The "DB::Exception: DNS resolution failed" error in ClickHouse occurs when the server cannot resolve a hostname to an IP address. The DNS_ERROR error code surfaces in several contexts: connecting to cluster nodes defined by hostname, accessing remote tables, resolving dictionary source addresses, or connecting to ZooKeeper/ClickHouse Keeper. DNS resolution is a prerequisite for any network communication that uses hostnames rather than IP addresses.
Impact
DNS failures affect ClickHouse operations broadly:
- Distributed queries across shards will fail if shard hostnames cannot be resolved
- Replication stops if the ZooKeeper or ClickHouse Keeper hostname is unresolvable
- Remote table functions and dictionaries sourced from external systems will fail
- New connections from clients using hostnames will be rejected
- Cluster health checks may report nodes as down even when they are running
Common Causes
- DNS server is unreachable or unresponsive
- The hostname is misspelled in the ClickHouse configuration
- DNS records for the target host have been deleted or not yet propagated
/etc/resolv.confis misconfigured or points to a dead resolver- Network partition isolating the ClickHouse server from the DNS infrastructure
- DNS cache poisoning or corruption returning incorrect results
- Container or pod DNS configuration issues in Kubernetes environments
- Firewall blocking UDP/TCP port 53 to the DNS server
Troubleshooting and Resolution Steps
Test DNS resolution from the ClickHouse server:
nslookup problematic-hostname dig problematic-hostname host problematic-hostnameIf all three fail, the problem is with DNS, not ClickHouse.
Check the DNS configuration:
cat /etc/resolv.confVerify that nameserver entries point to valid, reachable DNS servers:
ping -c 2 $(awk '/^nameserver/{print $2; exit}' /etc/resolv.conf)Verify the hostname is correct in ClickHouse config:
grep -r "problematic-hostname" /etc/clickhouse-server/Fix any typos in cluster definitions, remote server configurations, or dictionary sources.
Check if the DNS record exists:
dig problematic-hostname @8.8.8.8Using a public DNS server helps determine if the record exists globally or only in your private DNS.
Flush the ClickHouse DNS cache:
SYSTEM DROP DNS CACHE;ClickHouse caches DNS results internally.

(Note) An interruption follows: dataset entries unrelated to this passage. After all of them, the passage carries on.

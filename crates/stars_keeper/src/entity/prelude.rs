//! Common re-exports for convenient entity usage.

pub use super::repository::{
    ActiveModel as RepositoryActiveModel, Column as RepositoryColumn, Entity as Repository,
    Model as RepositoryModel,
};
pub use super::star::{
    ActiveModel as StarActiveModel, Column as StarColumn, Entity as Star, Model as StarModel,
};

If a record recently changed, the cache may hold stale data.
For Kubernetes environments, verify CoreDNS/kube-dns is running:
kubectl get pods -n kube-system | grep dns kubectl logs -n kube-system <dns-pod-name>Check that the ClickHouse pod's DNS policy allows it to resolve both cluster-internal and external names.
Use IP addresses as a workaround while debugging DNS issues: Replace hostnames with IP addresses in cluster configuration temporarily to restore functionality:
<shard> <replica> <host>10.0.1.5</host> <!-- Use IP instead of hostname --> <port>9000</port> </replica> </shard>
Best Practices
- Use stable, reliable DNS infrastructure with redundant nameservers
- Consider using IP addresses in cluster configurations for critical infrastructure to eliminate DNS as a failure point
- Set
dns_cache_update_periodin ClickHouse config to control how often cached DNS entries are refreshed - In Kubernetes, ensure DNS policies are correctly set and CoreDNS has sufficient resources
- Monitor DNS resolution latency and failures as part of your infrastructure monitoring
- Maintain
/etc/hostsentries as a fallback for critical cluster nodes - Test DNS resolution during infrastructure changes before they reach production
Frequently Asked Questions
Q: Does ClickHouse cache DNS lookups?
A: Yes. ClickHouse maintains an internal DNS cache to avoid repeated lookups. You can clear it with SYSTEM DROP DNS CACHE and control the refresh interval with the dns_cache_update_period setting.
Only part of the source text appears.